On slashdot it was told to go and ask to developers of a similar app first. But which developer should I contact and how can I be sure that he/she has the knowledge on the specific part of the code I need?

rentacoder, imho, fits that niche.

Oh, and don’t underestimate the power of CS students submitting their MPs on such websites. I’d bet it’s a steady growing market.

Cla

Elance seems to have worked for Kevin Rose and Digg.

http://www.crunchbase.com/person/owen-byrne
Owen Byrne was hired by Digg founder Kevin Rose on Elance to create the PHP code behind the original digg site for a cost of $200. His code was considered bug free enough in December 2004 and the beta site of digg.com was released receiving 578 registered users in the first week.

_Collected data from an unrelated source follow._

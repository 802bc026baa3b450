//! # RabbitMQ Provider
//!
//! AMQP 0.9.1 implementation of the broker seams using the `lapin` crate.
//!
//! - **Default exchange**: responses are routed by reply queue name
//! - **Publisher confirms**: enabled on every channel, so a successful
//!   publish means the broker accepted the message
//! - **Manual acks**: consumers never use `no_ack`
//!
//! ## Usage
//!
//! ```ignore
//! use scalable_worker::config::BrokerConfig;
//! use scalable_worker::messaging::providers::RabbitMqConnector;
//! use scalable_worker::messaging::BrokerConnector;
//!
//! # async fn example(config: BrokerConfig) -> Result<(), Box<dyn std::error::Error>> {
//! let connector = RabbitMqConnector::new(&config, "task-worker");
//! let link = connector.connect().await?;
//! let channel = link.create_channel().await?;
//! channel.queue_declare("python_task").await?;
//! # Ok(())
//! # }
//! ```

use std::sync::Arc;

use async_trait::async_trait;
use futures::StreamExt;
use lapin::message::Delivery;
use lapin::options::{
    BasicAckOptions, BasicConsumeOptions, BasicPublishOptions, BasicQosOptions,
    BasicRejectOptions, ConfirmSelectOptions, QueueDeclareOptions,
};
use lapin::types::FieldTable;
use lapin::{BasicProperties, Channel, Connection, ConnectionProperties};
use tracing::debug;

use crate::config::BrokerConfig;
use crate::messaging::broker::{BrokerChannel, BrokerConnector, BrokerLink, DeliveryStream};
use crate::messaging::errors::{MessagingError, MessagingResult};
use crate::messaging::message::{ResponseEnvelope, TaskEnvelope, RESPONSE_CONTENT_TYPE};

const REPLY_SUCCESS: u16 = 200;

/// Dials RabbitMQ using `lapin`
#[derive(Debug, Clone)]
pub struct RabbitMqConnector {
    uri: String,
    endpoint: String,
    connection_name: String,
}

impl RabbitMqConnector {
    pub fn new(config: &BrokerConfig, connection_name: impl Into<String>) -> Self {
        Self {
            uri: config.amqp_uri(),
            endpoint: config.endpoint(),
            connection_name: connection_name.into(),
        }
    }
}

#[async_trait]
impl BrokerConnector for RabbitMqConnector {
    async fn connect(&self) -> MessagingResult<Arc<dyn BrokerLink>> {
        let properties = ConnectionProperties::default()
            .with_connection_name(self.connection_name.clone().into());
        let connection = Connection::connect(&self.uri, properties)
            .await
            .map_err(|e| {
                MessagingError::connection(format!(
                    "RabbitMQ connection to {} failed: {}",
                    self.endpoint, e
                ))
            })?;

        Ok(Arc::new(RabbitMqLink { connection }))
    }

    fn endpoint(&self) -> String {
        self.endpoint.clone()
    }
}

/// A live `lapin` connection
pub struct RabbitMqLink {
    connection: Connection,
}

impl std::fmt::Debug for RabbitMqLink {
    fn fmt(&self, f: &mut std::fmt::Formatter<'_>) -> std::fmt::Result {
        f.debug_struct("RabbitMqLink")
            .field("connected", &self.connection.status().connected())
            .finish()
    }
}

#[async_trait]
impl BrokerLink for RabbitMqLink {
    async fn create_channel(&self) -> MessagingResult<Box<dyn BrokerChannel>> {
        let channel = self
            .connection
            .create_channel()
            .await
            .map_err(|e| MessagingError::channel("create_channel", e.to_string()))?;

        channel
            .confirm_select(ConfirmSelectOptions::default())
            .await
            .map_err(|e| MessagingError::channel("confirm_select", e.to_string()))?;

        Ok(Box::new(RabbitMqChannel { channel }))
    }

    fn is_connected(&self) -> bool {
        self.connection.status().connected()
    }

    async fn close(&self) -> MessagingResult<()> {
        self.connection
            .close(REPLY_SUCCESS, "worker shutdown")
            .await
            .map_err(|e| MessagingError::connection(format!("close failed: {e}")))
    }
}

/// One `lapin` channel
#[derive(Debug)]
pub struct RabbitMqChannel {
    channel: Channel,
}

fn delivery_to_envelope(delivery: Delivery) -> TaskEnvelope {
    let reply_to = delivery
        .properties
        .reply_to()
        .as_ref()
        .map(|s| s.as_str().to_string());
    let correlation_id = delivery
        .properties
        .correlation_id()
        .as_ref()
        .map(|s| s.as_str().to_string());

    TaskEnvelope {
        payload: delivery.data,
        delivery_tag: delivery.delivery_tag,
        reply_to,
        correlation_id,
        redelivered: delivery.redelivered,
        received_at: chrono::Utc::now(),
    }
}

#[async_trait]
impl BrokerChannel for RabbitMqChannel {
    async fn queue_declare(&self, queue_name: &str) -> MessagingResult<()> {
        self.channel
            .queue_declare(queue_name, QueueDeclareOptions::default(), FieldTable::default())
            .await
            .map_err(|e| MessagingError::queue_declare(queue_name, e.to_string()))?;
        Ok(())
    }

    async fn basic_qos(&self, prefetch_count: u16) -> MessagingResult<()> {
        self.channel
            .basic_qos(prefetch_count, BasicQosOptions::default())
            .await
            .map_err(|e| MessagingError::channel("basic_qos", e.to_string()))
    }

    async fn basic_consume(&self, queue_name: &str) -> MessagingResult<DeliveryStream> {
        let consumer_tag = format!("task-worker-{}", uuid::Uuid::new_v4());
        let consumer = self
            .channel
            .basic_consume(
                queue_name,
                &consumer_tag,
                BasicConsumeOptions::default(),
                FieldTable::default(),
            )
            .await
            .map_err(|e| MessagingError::consume(queue_name, e.to_string()))?;

        debug!(queue = %queue_name, consumer_tag = %consumer_tag, "Consumer registered");

        let queue = queue_name.to_string();
        Ok(consumer
            .map(move |result| {
                result
                    .map(delivery_to_envelope)
                    .map_err(|e| MessagingError::consume(&queue, e.to_string()))
            })
            .boxed())
    }

    async fn basic_publish(&self, response: &ResponseEnvelope) -> MessagingResult<()> {
        let mut properties =
            BasicProperties::default().with_content_type(RESPONSE_CONTENT_TYPE.into());
        if let Some(correlation_id) = &response.correlation_id {
            properties = properties.with_correlation_id(correlation_id.clone().into());
        }

        let confirm = self
            .channel
            .basic_publish(
                "",
                &response.routing_key,
                BasicPublishOptions::default(),
                &response.payload,
                properties,
            )
            .await
            .map_err(|e| MessagingError::publish(&response.routing_key, e.to_string()))?;

        let confirmation = confirm.await.map_err(|e| {
            MessagingError::publish(&response.routing_key, format!("confirmation failed: {e}"))
        })?;

        if confirmation.is_nack() {
            return Err(MessagingError::publish(
                &response.routing_key,
                "broker nacked the publish",
            ));
        }
        Ok(())
    }

    async fn basic_ack(&self, delivery_tag: u64) -> MessagingResult<()> {
        self.channel
            .basic_ack(delivery_tag, BasicAckOptions::default())
            .await
            .map_err(|e| MessagingError::ack(delivery_tag, e.to_string()))
    }

    async fn basic_reject(&self, delivery_tag: u64) -> MessagingResult<()> {
        self.channel
            .basic_reject(delivery_tag, BasicRejectOptions { requeue: false })
            .await
            .map_err(|e| MessagingError::reject(delivery_tag, e.to_string()))
    }

    async fn close(&self) -> MessagingResult<()> {
        self.channel
            .close(REPLY_SUCCESS, "session rebuilt")
            .await
            .map_err(|e| MessagingError::channel("close", e.to_string()))
    }
}

#[cfg(test)]
mod tests {
    use super::*;

    fn test_config() -> BrokerConfig {
        BrokerConfig::new("rabbit.internal", 5673)
    }

    #[test]
    fn test_connector_endpoint_hides_credentials() {
        let connector = RabbitMqConnector::new(&test_config(), "task-worker");
        assert_eq!(connector.endpoint(), "rabbit.internal:5673");
        assert!(!connector.endpoint().contains("guest"));
    }

    // Integration tests require RabbitMQ to be running
    // Then: RABBITMQ_HOST=localhost RABBITMQ_PORT=5672 cargo test rabbitmq -- --ignored

    #[tokio::test]
    #[ignore = "requires RabbitMQ running"]
    async fn test_rabbitmq_connect_and_declare() {
        let config = BrokerConfig::from_env().unwrap();
        let connector = RabbitMqConnector::new(&config, "task-worker-test");
        let link = connector.connect().await.unwrap();
        assert!(link.is_connected());

        let channel = link.create_channel().await.unwrap();
        let queue_name = format!("test_declare_{}", uuid::Uuid::new_v4());
        channel.queue_declare(&queue_name).await.unwrap();
        // Idempotent
        channel.queue_declare(&queue_name).await.unwrap();
        channel.basic_qos(1).await.unwrap();

        channel.close().await.unwrap();
        link.close().await.unwrap();
    }
}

I have used Rent-a-Coder for three small wordpress plugin and one theme. They worked great as it delivered quickly and cheaply. I think the key is to break down the project into very small pieces, and is workable, and programmer can actually estimate the cost realistically. As regard to client relationship, I found it is easy to build up a relationship, two of my projects are completed by the same programmer. I can in the future, I will keep use the same coder.

The main value add of those sites I argue would be the connection. It connects to programmers in other parts of world that you won’t have access to otherwise.

Hello Jeff,

I’m from Romania. A place where you can easily guess that salaries are low. I think the average is about $500 a month (personal estimate only).

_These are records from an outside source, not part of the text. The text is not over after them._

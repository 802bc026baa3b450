//! # Worker Bootstrap
//!
//! Wires configuration, connector and handler into a running worker:
//! connect (retrying forever), initialize the first session, then hand off to
//! the consume loop until shutdown is signalled.
//!
//! ```rust,no_run
//! use std::sync::Arc;
//! use scalable_worker::config::WorkerConfig;
//! use scalable_worker::handler::EchoTaskHandler;
//! use scalable_worker::messaging::providers::RabbitMqConnector;
//! use scalable_worker::worker::TaskWorker;
//!
//! # async fn example() -> Result<(), Box<dyn std::error::Error>> {
//! let config = WorkerConfig::from_env()?;
//! let connector = Arc::new(RabbitMqConnector::new(&config.broker, &config.connection_name));
//! let handler = Arc::new(EchoTaskHandler::from_env());
//! let mut worker = TaskWorker::bootstrap(config, connector, handler).await?;
//!
//! let shutdown = worker.shutdown_handle();
//! tokio::spawn(async move {
//!     let _ = tokio::signal::ctrl_c().await;
//!     shutdown.trigger();
//! });
//!
//! worker.run().await;
//! worker.close().await;
//! # Ok(())
//! # }
//! ```

use std::sync::Arc;

use tokio::sync::watch;
use tracing::info;

use crate::config::WorkerConfig;
use crate::error::{WorkerError, WorkerResult};
use crate::handler::RequestHandler;
use crate::messaging::BrokerConnector;
use crate::worker::consumer::{ConsumeLoop, ConsumerState};
use crate::worker::publisher::ResponsePublisher;
use crate::worker::session::ChannelSession;
use crate::worker::supervisor::ConnectionSupervisor;

/// Requests a cooperative shutdown of a [`TaskWorker`]. Cheap to clone.
#[derive(Debug, Clone)]
pub struct ShutdownHandle {
    sender: Arc<watch::Sender<bool>>,
}

impl ShutdownHandle {
    pub fn trigger(&self) {
        self.sender.send_replace(true);
    }

    pub fn is_triggered(&self) -> bool {
        *self.sender.borrow()
    }
}

/// A bootstrapped worker: connected, subscribed and ready to run
#[derive(Debug)]
pub struct TaskWorker {
    config: WorkerConfig,
    supervisor: Arc<ConnectionSupervisor>,
    consume_loop: ConsumeLoop,
    shutdown: Arc<watch::Sender<bool>>,
}

impl TaskWorker {
    /// Connect and initialize the first session.
    ///
    /// Blocks until the broker is reachable. Fails if the configuration is
    /// invalid or the first session cannot be initialized.
    pub async fn bootstrap(
        config: WorkerConfig,
        connector: Arc<dyn BrokerConnector>,
        handler: Arc<dyn RequestHandler>,
    ) -> WorkerResult<Self> {
        config.validate()?;
        info!(
            endpoint = %connector.endpoint(),
            queue = %config.queue_name,
            handler = %handler.name(),
            "Bootstrapping task worker"
        );

        let supervisor = Arc::new(ConnectionSupervisor::new(connector, config.reconnect_delay()));
        supervisor.connect().await;

        let mut session = ChannelSession::new(supervisor.clone());
        if !session.initialize(&config.queue_name, handler.clone()).await {
            supervisor.close().await;
            return Err(WorkerError::initialization(&config.queue_name));
        }

        let publisher = ResponsePublisher::new(config.queue_name.clone())
            .with_retries(config.publish_retry_attempts, config.publish_retry_delay());
        let consume_loop = ConsumeLoop::new(
            supervisor.clone(),
            session,
            publisher,
            config.queue_name.clone(),
            handler,
        );
        let (shutdown, _) = watch::channel(false);

        Ok(Self {
            config,
            supervisor,
            consume_loop,
            shutdown: Arc::new(shutdown),
        })
    }

    /// Consume until shutdown is triggered
    pub async fn run(&mut self) {
        let shutdown = self.shutdown.subscribe();
        self.consume_loop.run(shutdown).await;
    }

    /// Release the broker connection
    pub async fn close(&self) {
        self.supervisor.close().await;
        info!(queue = %self.config.queue_name, "Task worker stopped");
    }

    pub fn shutdown_handle(&self) -> ShutdownHandle {
        ShutdownHandle {
            sender: self.shutdown.clone(),
        }
    }

    pub fn supervisor(&self) -> Arc<ConnectionSupervisor> {
        self.supervisor.clone()
    }

    pub fn state(&self) -> ConsumerState {
        self.consume_loop.state()
    }

    pub fn subscribe_state(&self) -> watch::Receiver<ConsumerState> {
        self.consume_loop.subscribe_state()
    }

    pub fn config(&self) -> &WorkerConfig {
        &self.config
    }
}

In the last couple of years there has been an invasion of small sized companies from the better world that do development here because the people are so cheap.

I also happen to live in a rather small city, with few IT companies. The salaries are one third of what’s considered normal in the Capital and there is no real work done. I’m actually a low-level programmer with experience in UNIX world, Windows world and embedded world. I happen to prefer the UNIX world.

I can’t work at local companies because besides the fact that they don’t develop real applications, most of the people working there are clueless. I mean less then 30% of the companies use version control. You can’t do real development unless you are using a version control system – even an old, limited system like cvs.

People working there are the kind of people that don’t care about warnings, as long as the code compiles. The build logs literally have millions of warnings in them and nobody cares.

Because I can’t find any place to work in my town, I tried to find somewhere to work remotely. I mean real work, not Rent-A-Coder and such. Somehow, I wasn’t able to accomplish that either because from my experience companies are not looking for expert people that know what they are doing. Companies are looking for cheap code monkeys that don’t really need to think and don’t really know how to do programming properly. I have yet to find a place where somebody would hire me for my knowledge and expertise.

Next step was to find projects on Rent-A-Coder. I did that until recently and have a few thoughts to share:

  1. Most people are looking for poor quality, fast to implement hacks than real software products. That is because people that are interested in quality software don’t come to freelance sites like RAC in the first place.

  2. The work is severely underpaid. I am talking about 5 to 10 times less than it should be. This should not surprise anyone – that is why people post projects on those sites in the first place.

  3. People don’t know what they want. I find this very hard to believe, but it is true. They have vague specs. If they don’t really know what they want, why are they posting in the first place? I mean how can the software be of any use to them?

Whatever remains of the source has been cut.